- _WHAT IS BEING ASKED_
Your task is to find every line of the listing that includes "wizard" and copy it.

- _RECORDS SHOWN_
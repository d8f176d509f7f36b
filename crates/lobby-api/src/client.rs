// XML-RPC HTTP client
//
// Wraps `reqwest::Client` with XML-RPC request encoding and response
// decoding. Named handler calls (connection_handler.*) live in
// `connection.rs`; this module only knows about transport mechanics.

use std::time::Duration;

use tracing::{debug, trace};
use url::Url;

use crate::error::Error;
use crate::transport::TransportConfig;
use crate::xmlrpc::{self, Value};

/// Raw client for a game-platform XML-RPC endpoint.
#[derive(Debug, Clone)]
pub struct XmlRpcClient {
    http: reqwest::Client,
    endpoint: Url,
    /// Known only when the client was built from a [`TransportConfig`].
    timeout: Option<Duration>,
}

impl XmlRpcClient {
    /// Create a client for `endpoint` using the given transport settings.
    pub fn new(endpoint: Url, transport: &TransportConfig) -> Result<Self, Error> {
        let http = transport.build_client()?;
        Ok(Self {
            http,
            endpoint,
            timeout: Some(transport.timeout),
        })
    }

    /// Create a client with a pre-built `reqwest::Client`. Its timeouts
    /// surface as [`Error::Transport`].
    pub fn with_client(http: reqwest::Client, endpoint: Url) -> Self {
        Self {
            http,
            endpoint,
            timeout: None,
        }
    }

    /// The RPC endpoint URL.
    pub fn endpoint(&self) -> &Url {
        &self.endpoint
    }

    /// Invoke `method` with positional `params` and return the decoded result.
    pub async fn call(&self, method: &str, params: &[Value]) -> Result<Value, Error> {
        let body = xmlrpc::encode_call(method, params);
        debug!(endpoint = %self.endpoint, method, "POST xml-rpc call");
        trace!(%body, "request body");

        let resp = self
            .http
            .post(self.endpoint.clone())
            .header(reqwest::header::CONTENT_TYPE, "text/xml")
            .body(body)
            .send()
            .await
            .map_err(|e| self.transport_error(e))?;

        let status = resp.status();
        if !status.is_success() {
            let body = resp.text().await.unwrap_or_default();
            return Err(Error::Http {
                status: status.as_u16(),
                body: body.chars().take(200).collect(),
            });
        }

        let text = resp.text().await.map_err(|e| self.transport_error(e))?;
        trace!(body = %text, "response body");
        xmlrpc::decode_response(&text)
    }

    fn transport_error(&self, err: reqwest::Error) -> Error {
        match self.timeout {
            Some(timeout) if err.is_timeout() => Error::Timeout { timeout },
            _ => Error::Transport(err),
        }
    }
}
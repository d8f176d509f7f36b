//! CLI error types with miette diagnostics.
//!
//! Maps core and config errors into user-facing errors with actionable help
//! text. The two login rejections carry the alert text shown to the player.

use std::time::Duration;

use miette::Diagnostic;
use thiserror::Error;

use lobby_config::ConfigError;
use lobby_core::CoreError;

/// Process exit codes.
pub mod exit_code {
    pub const SUCCESS: i32 = 0;
    pub const GENERAL: i32 = 1;
    pub const USAGE: i32 = 2;
    pub const INVALID_NAME: i32 = 3;
    pub const CONNECTION: i32 = 7;
    pub const TIMEOUT: i32 = 8;
}

#[derive(Debug, Error, Diagnostic)]
pub enum CliError {
    // ── Login outcomes ───────────────────────────────────────────────
    #[error("Invalid Name: {name:?}")]
    #[diagnostic(
        code(lobby::invalid_name),
        help("You have entered an invalid name, please try again.")
    )]
    InvalidName { name: String },

    #[error("Could not connect to server! Try again...")]
    #[diagnostic(
        code(lobby::connection_failed),
        help(
            "Check that the game platform server is running and reachable.\n\
             Endpoint: {url}"
        )
    )]
    ConnectionFailed { url: String },

    #[error("A connection attempt is already in progress")]
    #[diagnostic(code(lobby::busy))]
    AttemptInProgress,

    // ── Setup ────────────────────────────────────────────────────────
    #[error("Could not set up a connection to {url}: {reason}")]
    #[diagnostic(
        code(lobby::setup_failed),
        help("Check the endpoint URL and TLS settings (--insecure, ca_cert).")
    )]
    Setup { url: String, reason: String },

    #[error("Could not connect to server! No reply within {after:?}")]
    #[diagnostic(
        code(lobby::timeout),
        help(
            "Increase the limit with --timeout or --attempt-timeout.\n\
             Endpoint: {url}"
        )
    )]
    Timeout { url: String, after: Duration },

    // ── Validation ───────────────────────────────────────────────────
    #[error("Invalid value for {field}: {reason}")]
    #[diagnostic(code(lobby::validation))]
    Validation { field: String, reason: String },

    // ── Configuration ────────────────────────────────────────────────
    #[error("Profile '{name}' not found in configuration")]
    #[diagnostic(
        code(lobby::profile_not_found),
        help(
            "Available profiles: {available}\n\
             Create one with: lobby config init"
        )
    )]
    ProfileNotFound { name: String, available: String },

    #[error(transparent)]
    #[diagnostic(code(lobby::config))]
    Config(ConfigError),

    // ── Interactive ──────────────────────────────────────────────────
    #[error("Prompt failed: {0}")]
    #[diagnostic(
        code(lobby::prompt),
        help("Interactive commands need a terminal. Use `lobby login <NAME>` in scripts.")
    )]
    Prompt(String),

    #[error("Internal error: {0}")]
    #[diagnostic(code(lobby::internal))]
    Internal(String),

    // ── Serialization ────────────────────────────────────────────────
    #[error("Failed to render JSON: {0}")]
    #[diagnostic(code(lobby::json))]
    Json(#[from] serde_json::Error),
}

impl CliError {
    /// Map this error to an exit code for process termination.
    pub fn exit_code(&self) -> i32 {
        match self {
            Self::InvalidName { .. } => exit_code::INVALID_NAME,
            Self::ConnectionFailed { .. } | Self::Setup { .. } => exit_code::CONNECTION,
            Self::Timeout { .. } => exit_code::TIMEOUT,
            Self::Validation { .. } | Self::ProfileNotFound { .. } => exit_code::USAGE,
            _ => exit_code::GENERAL,
        }
    }
}

impl From<ConfigError> for CliError {
    fn from(err: ConfigError) -> Self {
        match err {
            ConfigError::Validation { field, reason } => Self::Validation { field, reason },
            ConfigError::UnknownProfile { name } => Self::ProfileNotFound {
                name,
                available: "(run `lobby config profiles`)".into(),
            },
            other => Self::Config(other),
        }
    }
}

impl From<dialoguer::Error> for CliError {
    fn from(err: dialoguer::Error) -> Self {
        Self::Prompt(err.to_string())
    }
}

// ── CoreError → CliError mapping ─────────────────────────────────────

impl From<CoreError> for CliError {
    fn from(err: CoreError) -> Self {
        match err {
            CoreError::ConnectionFailed { url, reason } => Self::Setup { url, reason },
            CoreError::Timeout { timeout } => Self::Timeout {
                url: String::new(),
                after: timeout,
            },
            CoreError::Config { message } => Self::Validation {
                field: "config".into(),
                reason: message,
            },
            CoreError::Api { message, code } => Self::Internal(match code {
                Some(code) => format!("server fault {code}: {message}"),
                None => message,
            }),
            CoreError::Internal(message) => Self::Internal(message),
        }
    }
}
//! Config subcommand handlers.

use dialoguer::{Confirm, Input};

use lobby_core::DEFAULT_ENDPOINT;

use crate::cli::{ConfigArgs, ConfigCommand, GlobalOpts, OutputFormat};
use crate::config::{self, Config, Profile};
use crate::error::CliError;
use crate::output;

// ── Handler ─────────────────────────────────────────────────────────

pub fn handle(args: ConfigArgs, global: &GlobalOpts) -> Result<(), CliError> {
    match args.command {
        ConfigCommand::Init => init(global),

        // ── Show ────────────────────────────────────────────────────
        ConfigCommand::Show => {
            let cfg = config::load(global)?;
            let out = match config::output_format(global, &cfg) {
                OutputFormat::Json => output::render_json(&cfg)?,
                OutputFormat::Text => toml::to_string_pretty(&cfg).map_err(|e| {
                    CliError::Internal(format!("failed to render config: {e}"))
                })?,
            };
            output::print_output(out.trim_end(), global.quiet);
            Ok(())
        }

        // ── Path ────────────────────────────────────────────────────
        ConfigCommand::Path => {
            println!("{}", config::config_file(global).display());
            Ok(())
        }

        // ── Set <key> <value> ───────────────────────────────────────
        ConfigCommand::Set { key, value } => {
            let mut cfg = config::load(global)?;
            let profile_name =
                config::active_profile_name(global, &cfg).unwrap_or_else(|| "default".into());
            let profile = cfg.profiles.entry(profile_name.clone()).or_default();
            set_profile_key(profile, &key, value)?;

            config::save(global, &cfg)?;
            eprintln!("✓ Set {key} on profile '{profile_name}'");
            Ok(())
        }

        // ── Profiles ────────────────────────────────────────────────
        ConfigCommand::Profiles => {
            let cfg = config::load(global)?;
            let default = cfg.default_profile.as_deref().unwrap_or("default");
            if cfg.profiles.is_empty() {
                eprintln!("No profiles configured. Run: lobby config init");
            } else {
                for name in cfg.profiles.keys() {
                    let marker = if name == default { " *" } else { "" };
                    println!("{name}{marker}");
                }
            }
            Ok(())
        }

        // ── Use <name> ─────────────────────────────────────────────
        ConfigCommand::Use { name } => {
            let mut cfg = config::load(global)?;

            if !cfg.profiles.contains_key(&name) {
                return Err(CliError::ProfileNotFound {
                    name,
                    available: config::available_profiles(&cfg),
                });
            }

            cfg.default_profile = Some(name.clone());
            config::save(global, &cfg)?;
            eprintln!("✓ Default profile set to '{name}'");
            Ok(())
        }
    }
}

// ── Init: interactive wizard ────────────────────────────────────────

fn init(global: &GlobalOpts) -> Result<(), CliError> {
    let path = config::config_file(global);
    eprintln!("lobby configuration wizard");
    eprintln!("   Config path: {}\n", path.display());

    let profile_name: String = Input::new()
        .with_prompt("Profile name")
        .default("default".into())
        .interact_text()?;

    let endpoint: String = Input::new()
        .with_prompt("Server endpoint")
        .default(DEFAULT_ENDPOINT.into())
        .validate_with(|raw: &String| {
            lobby_config::parse_endpoint(raw)
                .map(|_| ())
                .map_err(|e| e.to_string())
        })
        .interact_text()?;

    let insecure = endpoint.starts_with("https://")
        && Confirm::new()
            .with_prompt("Accept self-signed certificates?")
            .default(false)
            .interact()?;

    // Keep other profiles if a config already exists.
    let mut cfg = config::load(global).unwrap_or_else(|_| Config::default());
    cfg.profiles.insert(
        profile_name.clone(),
        Profile {
            endpoint: Some(endpoint),
            insecure: insecure.then_some(true),
            ..Profile::default()
        },
    );
    cfg.default_profile = Some(profile_name.clone());

    let written = config::save(global, &cfg)?;
    eprintln!("\n✓ Configuration written to {}", written.display());
    eprintln!("  Active profile: {profile_name}");
    eprintln!("\n  Try it: lobby shell");
    Ok(())
}

fn set_profile_key(profile: &mut Profile, key: &str, value: String) -> Result<(), CliError> {
    match key {
        "endpoint" => {
            lobby_config::parse_endpoint(&value)?;
            profile.endpoint = Some(value);
        }
        "ca_cert" | "ca-cert" => profile.ca_cert = Some(value.into()),
        "insecure" => profile.insecure = Some(parse_value(key, &value, "'true' or 'false'")?),
        "timeout" => profile.timeout = Some(parse_value(key, &value, "a number (seconds)")?),
        "attempt_timeout" | "attempt-timeout" => {
            profile.attempt_timeout = Some(parse_value(key, &value, "a number (seconds)")?);
        }
        other => {
            return Err(CliError::Validation {
                field: other.into(),
                reason: format!(
                    "unknown config key '{other}'. Valid keys: endpoint, ca_cert, insecure, \
                     timeout, attempt_timeout"
                ),
            });
        }
    }
    Ok(())
}

fn parse_value<T: std::str::FromStr>(key: &str, value: &str, expected: &str) -> Result<T, CliError> {
    value.parse().map_err(|_| CliError::Validation {
        field: key.into(),
        reason: format!("must be {expected}"),
    })
}
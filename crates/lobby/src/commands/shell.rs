//! `lobby shell`: prompt for a name until the server accepts one.
//!
//! The prompt blocks this thread, which is also the thread that drains the
//! UI queue, so nothing else renders while the player types.

use std::io;

use dialoguer::Input;
use tracing::{debug, info};

use lobby_core::ConnectionStatus;

use crate::cli::GlobalOpts;
use crate::commands::Frontend;
use crate::error::CliError;

pub async fn handle(global: &GlobalOpts) -> Result<(), CliError> {
    let mut frontend = Frontend::build(global, true)?;
    if !global.quiet {
        eprintln!(
            "Connecting to {}. Leave the name empty to quit.",
            frontend.endpoint()
        );
    }

    while let Some(name) = prompt_name()? {
        let status = frontend.attempt(&name).await?;
        frontend.report(status, &name)?;

        match status {
            ConnectionStatus::Success => {
                info!(username = ?frontend.session().username(), "logged in");
                return Ok(());
            }
            ConnectionStatus::InvalidName | ConnectionStatus::NotConnected => {
                debug!(%status, "attempt rejected; prompting again");
            }
        }
    }

    debug!("prompt closed without login");
    Ok(())
}

/// `None` on empty input or end of input.
fn prompt_name() -> Result<Option<String>, CliError> {
    let input = Input::<String>::new()
        .with_prompt("Name")
        .allow_empty(true)
        .interact_text();
    read_name(input)
}

fn read_name(input: Result<String, dialoguer::Error>) -> Result<Option<String>, CliError> {
    match input {
        Ok(name) if name.trim().is_empty() => Ok(None),
        Ok(name) => Ok(Some(name)),
        Err(dialoguer::Error::IO(e)) if e.kind() == io::ErrorKind::UnexpectedEof => Ok(None),
        Err(e) => Err(e.into()),
    }
}
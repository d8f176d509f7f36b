use std::time::Duration;

use thiserror::Error;

/// Top-level error type for the `lobby-api` crate.
///
/// Covers every way a remote call can fail: the server answering with an
/// XML-RPC fault, a reply that doesn't follow the protocol, and the HTTP
/// channel itself. `lobby-core` classifies these into protocol vs. transport
/// failures.
#[derive(Debug, Error)]
pub enum Error {
    // ── Remote execution ────────────────────────────────────────────
    /// The server executed the call and answered with an XML-RPC fault.
    #[error("Remote fault {code}: {message}")]
    Fault { code: i32, message: String },

    /// Non-success HTTP status from the RPC endpoint.
    #[error("RPC endpoint returned HTTP {status}: {body}")]
    Http { status: u16, body: String },

    // ── Transport ───────────────────────────────────────────────────
    /// HTTP transport error (connection refused, DNS failure, etc.)
    #[error("HTTP transport error: {0}")]
    Transport(#[from] reqwest::Error),

    /// The request ran past the client's configured timeout.
    #[error("Request timed out after {timeout:?}")]
    Timeout { timeout: Duration },

    /// TLS setup or certificate error.
    #[error("TLS error: {0}")]
    Tls(String),

    // ── Data ────────────────────────────────────────────────────────
    /// The response body was not a well-formed `methodResponse`.
    #[error("Malformed XML-RPC response: {message}")]
    Decode { message: String, body: String },

    /// Well-formed response, but the value has the wrong type.
    #[error("Unexpected {method} result: expected {expected}, got {got}")]
    UnexpectedValue {
        method: &'static str,
        expected: &'static str,
        got: String,
    },
}

impl Error {
    /// Returns `true` if the failure happened on the channel rather than
    /// in the remote call itself.
    pub fn is_transport(&self) -> bool {
        matches!(
            self,
            Self::Transport(_) | Self::Timeout { .. } | Self::Tls(_)
        )
    }

    /// Returns `true` if the server was reached but rejected or could not
    /// execute the call.
    pub fn is_protocol(&self) -> bool {
        !self.is_transport()
    }

    /// Returns `true` for a request that ran out of time, whichever layer
    /// noticed.
    pub fn is_timeout(&self) -> bool {
        match self {
            Self::Transport(e) => e.is_timeout(),
            Self::Timeout { .. } => true,
            _ => false,
        }
    }

    /// The XML-RPC fault code, if the server sent one.
    pub fn fault_code(&self) -> Option<i32> {
        match self {
            Self::Fault { code, .. } => Some(*code),
            _ => None,
        }
    }
}
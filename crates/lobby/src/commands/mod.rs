//! Command handlers and the login front-end they share.

pub mod config_cmd;
pub mod login;
pub mod shell;

use std::sync::Arc;
use std::time::Duration;

use tracing::debug;
use url::Url;

use lobby_core::{
    ConnectFlow, ConnectionStatus, LoginCallbacks, LoginSession, UiQueue, XmlRpcClient,
    ui_channel,
};

use crate::cli::{GlobalOpts, OutputFormat};
use crate::config;
use crate::error::CliError;
use crate::output::{self, LoginReport};
use crate::ui::{TerminalUi, UiStyle};

/// Everything a login command needs: the flow, the UI queue this thread
/// drains, and the terminal callbacks.
pub struct Frontend {
    flow: ConnectFlow<XmlRpcClient>,
    queue: UiQueue,
    ui: Arc<TerminalUi>,
    session: LoginSession,
    endpoint: Url,
    format: OutputFormat,
    quiet: bool,
}

impl Frontend {
    /// `interactive` turns on alert boxes; one-shot commands report
    /// rejections through their exit error instead.
    pub fn build(global: &GlobalOpts, interactive: bool) -> Result<Self, CliError> {
        let cfg = config::load(global)?;
        let login = config::resolve_login_config(global, &cfg)?;
        let format = config::output_format(global, &cfg);

        let session = LoginSession::new();
        let style = UiStyle {
            show_status: !global.quiet && format == OutputFormat::Text,
            alerts: interactive && format == OutputFormat::Text,
            color: output::should_color(config::color_mode(global, &cfg)),
        };
        let ui = Arc::new(TerminalUi::new(session.clone(), style));

        let (handle, queue) = ui_channel();
        let flow = ConnectFlow::from_config(&login, handle)?;
        debug!(
            endpoint = %login.endpoint,
            attempt_timeout_secs = login.attempt_timeout.as_secs(),
            "login front-end ready"
        );

        Ok(Self {
            flow,
            queue,
            ui,
            session,
            endpoint: login.endpoint,
            format,
            quiet: global.quiet,
        })
    }

    /// Start one attempt and run UI jobs on this thread until its outcome
    /// has been delivered.
    pub async fn attempt(&mut self, name: &str) -> Result<ConnectionStatus, CliError> {
        let callbacks: Arc<dyn LoginCallbacks> = self.ui.clone();
        if !self.flow.attempt_connect(name, callbacks) {
            return Err(CliError::AttemptInProgress);
        }

        loop {
            if !self.queue.run_next().await {
                return Err(CliError::Internal("UI queue closed mid-attempt".into()));
            }
            if let Some(status) = self.ui.take_outcome() {
                return Ok(status);
            }
        }
    }

    /// Print the JSON report for `status` when JSON output is selected.
    pub fn report(&self, status: ConnectionStatus, name: &str) -> Result<(), CliError> {
        if self.format != OutputFormat::Json {
            return Ok(());
        }
        let report = LoginReport::new(
            status,
            name,
            self.session.username(),
            self.endpoint.as_str(),
        );
        output::print_output(&output::render_json(&report)?, self.quiet);
        Ok(())
    }

    /// The limit that ran out, if the last attempt failed on a timeout.
    pub fn last_timeout(&self) -> Option<Duration> {
        self.flow.last_timeout()
    }

    pub fn endpoint(&self) -> &Url {
        &self.endpoint
    }

    pub fn session(&self) -> &LoginSession {
        &self.session
    }
}
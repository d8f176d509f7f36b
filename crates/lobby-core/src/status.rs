// ── Server-reported connection status ──
//
// The platform answers `connection_handler.connect` with a bare integer.
// The code table below is the contract with the server; anything outside
// it is rejected at the boundary.

use strum::{Display, EnumIter, IntoStaticStr};
use thiserror::Error;

/// Outcome of a connect call, as reported by the server.
#[derive(
    Debug, Clone, Copy, PartialEq, Eq, Hash, Default, Display, EnumIter, IntoStaticStr,
)]
#[strum(serialize_all = "SCREAMING_SNAKE_CASE")]
pub enum ConnectionStatus {
    /// Not connected. Also the result of any failed call.
    #[default]
    NotConnected,
    /// The server accepted the name.
    Success,
    /// The server rejected the name.
    InvalidName,
}

const STATUS_CODES: [(i32, ConnectionStatus); 3] = [
    (0, ConnectionStatus::NotConnected),
    (1, ConnectionStatus::Success),
    (2, ConnectionStatus::InvalidName),
];

/// The server sent a status code outside [`STATUS_CODES`].
#[derive(Debug, Clone, Copy, PartialEq, Eq, Error)]
#[error("server returned unknown connection status {0}")]
pub struct InvalidStatusValue(pub i32);

impl ConnectionStatus {
    /// Wire code for this status.
    pub fn code(self) -> i32 {
        STATUS_CODES
            .iter()
            .find_map(|&(code, status)| (status == self).then_some(code))
            .unwrap_or_default()
    }

    /// Human-readable description, suitable for a status line.
    pub fn description(self) -> &'static str {
        match self {
            Self::NotConnected => "not connected",
            Self::Success => "successfully connected",
            Self::InvalidName => "error invalid name",
        }
    }
}

impl TryFrom<i32> for ConnectionStatus {
    type Error = InvalidStatusValue;

    fn try_from(code: i32) -> Result<Self, Self::Error> {
        STATUS_CODES
            .iter()
            .find_map(|&(c, status)| (c == code).then_some(status))
            .ok_or(InvalidStatusValue(code))
    }
}
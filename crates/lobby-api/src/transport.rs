// Shared transport configuration for building reqwest::Client instances.
//
// The XML-RPC client takes its TLS, timeout, and user-agent settings from
// here so callers never touch the reqwest builder directly.

use std::path::PathBuf;
use std::time::Duration;

use crate::error::Error;

/// TLS verification mode.
#[derive(Debug, Clone, Default, PartialEq, Eq)]
pub enum TlsMode {
    /// Use the built-in root certificate store.
    #[default]
    System,
    /// Use a custom CA certificate from the given PEM file.
    CustomCa(PathBuf),
    /// Accept any certificate (for self-signed game servers).
    DangerAcceptInvalid,
}

/// Shared transport configuration for building HTTP clients.
#[derive(Debug, Clone)]
pub struct TransportConfig {
    pub tls: TlsMode,
    pub timeout: Duration,
    pub user_agent: String,
}

impl Default for TransportConfig {
    fn default() -> Self {
        Self {
            tls: TlsMode::System,
            timeout: Duration::from_secs(30),
            user_agent: concat!("lobby/", env!("CARGO_PKG_VERSION")).to_owned(),
        }
    }
}

impl TransportConfig {
    /// Build a `reqwest::Client` from this config.
    pub fn build_client(&self) -> Result<reqwest::Client, Error> {
        let mut builder = reqwest::Client::builder()
            .timeout(self.timeout)
            .user_agent(self.user_agent.as_str());

        match &self.tls {
            TlsMode::System => {}
            TlsMode::CustomCa(path) => {
                let cert_pem = std::fs::read(path)
                    .map_err(|e| Error::Tls(format!("failed to read CA cert: {e}")))?;
                let cert = reqwest::Certificate::from_pem(&cert_pem)
                    .map_err(|e| Error::Tls(format!("invalid CA cert: {e}")))?;
                builder = builder.add_root_certificate(cert);
            }
            TlsMode::DangerAcceptInvalid => {
                builder = builder.danger_accept_invalid_certs(true);
            }
        }

        builder
            .build()
            .map_err(|e| Error::Tls(format!("failed to build HTTP client: {e}")))
    }

    /// Override the request timeout.
    pub fn with_timeout(mut self, timeout: Duration) -> Self {
        self.timeout = timeout;
        self
    }
}

#[cfg(test)]
mod tests {
    use super::*;

    #[test]
    fn missing_ca_file_is_tls_error() {
        let config = TransportConfig {
            tls: TlsMode::CustomCa(PathBuf::from("/nonexistent/lobby-ca.pem")),
            ..TransportConfig::default()
        };
        let err = config
            .build_client()
            .expect_err("missing CA file should fail");
        assert!(matches!(err, Error::Tls(ref msg) if msg.contains("failed to read CA cert")));
    }

    #[test]
    fn default_user_agent_names_the_crate_version() {
        let config = TransportConfig::default();
        assert!(config.user_agent.starts_with("lobby/"));
        assert_eq!(config.timeout, Duration::from_secs(30));
    }
}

- _ANSWER TO THE PROBLEM_
// ── Init: interactive wizard ────────────────────────────────────────
    eprintln!("lobby configuration wizard");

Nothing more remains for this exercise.